*Task requirements*
Lines with the word "true": copy all of them from the entries below.

Segment Start: The data

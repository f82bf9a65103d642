use image::{DynamicImage, Rgb};
use skincal::segmentation::steps::{SkinThresholdStep, YccConversionStep};
use skincal::{ColorSpace, Pipeline, SegmentationPipeline};

mod common;
use common::*;

#[test]
fn test_segmentation_pipeline_masks_background() -> anyhow::Result<()> {
    let segmentation = SegmentationPipeline::new(background_frame(), ThresholdTable::default());
    let result = segmentation.segment(&hand_frame())?;

    assert_eq!(result.space, ColorSpace::Rgb);
    let image = result.image.to_rgb8();
    assert_eq!(*image.get_pixel(10, 10), SKIN);
    assert_eq!(*image.get_pixel(0, 0), Rgb([0, 0, 0]));

    assert_eq!(result.get_float("foreground_ratio"), Some(0.25));
    assert_eq!(result.get_float("skin_ratio"), Some(0.25));
    assert_eq!(result.get_bool("masked"), Some(true));

    let skin = result.skin_mask.expect("skin mask");
    assert_eq!(skin.get_pixel(10, 10)[0], 255);
    assert_eq!(skin.get_pixel(0, 0)[0], 0);
    Ok(())
}

#[test]
fn test_cleanup_step_only_added_when_enabled() -> anyhow::Result<()> {
    let segmentation = SegmentationPipeline::new(background_frame(), ThresholdTable::default());
    let names = segmentation.build().step_names().join(",");
    assert!(!names.contains("Mask Cleanup"));

    let segmentation = segmentation.with_settings(SessionSettings {
        open_radius: 1,
        ..SessionSettings::default()
    });
    let pipeline = segmentation.build();
    assert!(pipeline.step_names().contains(&"Mask Cleanup"));

    let result = segmentation.segment(&hand_frame())?;
    assert_eq!(result.get_int("open_radius"), Some(1));
    Ok(())
}

#[test]
fn test_segment_rejects_mismatched_frame() {
    let segmentation = SegmentationPipeline::new(background_frame(), ThresholdTable::default());
    let frame = image::RgbImage::new(WIDTH / 2, HEIGHT);
    assert!(segmentation.segment(&frame).is_err());
}

#[test]
fn test_steps_check_color_space() {
    let pipeline = Pipeline::new().add_step(Box::new(SkinThresholdStep {
        thresholds: ThresholdTable::default(),
    }));
    let err = pipeline
        .run(DynamicImage::ImageRgb8(hand_frame()))
        .err()
        .expect("threshold step needs YCrCb input");
    assert!(err.to_string().contains("Skin Threshold"));
}

#[test]
fn test_run_partial_stops_early() -> anyhow::Result<()> {
    let pipeline = Pipeline::new()
        .add_step(Box::new(YccConversionStep))
        .add_step(Box::new(SkinThresholdStep {
            thresholds: ThresholdTable::default(),
        }));

    let data = pipeline.run_partial(DynamicImage::ImageRgb8(hand_frame()), 1)?;
    assert_eq!(data.len(), 1);
    assert_eq!(data[0].space, ColorSpace::YCrCb);
    assert!(data[0].skin_mask.is_none());
    assert_eq!(*data[0].image.to_rgb8().get_pixel(10, 10), Rgb([168, 151, 118]));
    Ok(())
}

#[test]
fn test_debug_mode_saves_every_step() -> anyhow::Result<()> {
    let dir = tempfile::TempDir::new()?;
    let debug_dir = dir.path().join("debug");

    let segmentation = SegmentationPipeline::new(background_frame(), ThresholdTable::default())
        .with_debug(debug_dir.clone())?;
    segmentation.segment(&hand_frame())?;

    let frame_dir = debug_dir.join("frame_001");
    assert!(frame_dir.join("00_input/01.png").exists());
    assert!(frame_dir.join("01_ycrcb_conversion/01.png").exists());
    assert!(frame_dir.join("02_foreground_mask/01_mask.png").exists());
    assert!(frame_dir.join("03_skin_threshold/01_skin.png").exists());
    assert!(frame_dir.join("05_apply_mask/01.png").exists());
    Ok(())
}

#[test]
fn test_debug_mode_keeps_each_frame_apart() -> anyhow::Result<()> {
    let dir = tempfile::TempDir::new()?;
    let segmentation = SegmentationPipeline::new(background_frame(), ThresholdTable::default())
        .with_verbose(true)
        .with_debug(dir.path().to_path_buf())?;

    segmentation.segment(&hand_frame())?;
    let second = segmentation.segment(&corner_hand_frame())?;

    assert_eq!(*second.image.to_rgb8().get_pixel(2, 2), SKIN);
    assert!(dir.path().join("frame_001/00_input/01.png").exists());
    assert!(dir.path().join("frame_002/00_input/01.png").exists());
    assert!(dir.path().join("frame_002/05_apply_mask/01.png").exists());
    Ok(())
}

#[test]
fn test_debug_dir_must_be_empty() -> anyhow::Result<()> {
    let dir = tempfile::TempDir::new()?;
    std::fs::write(dir.path().join("leftover.txt"), "x")?;

    let result = Pipeline::new().with_debug(dir.path().to_path_buf());
    assert!(result.is_err());

    let segmentation = SegmentationPipeline::new(background_frame(), ThresholdTable::default())
        .with_debug(dir.path().to_path_buf());
    assert!(segmentation.is_err());
    Ok(())
}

Segment End: The data

*Response below*
    assert_eq!(result.get_bool("masked"), Some(true));
        .with_verbose(true)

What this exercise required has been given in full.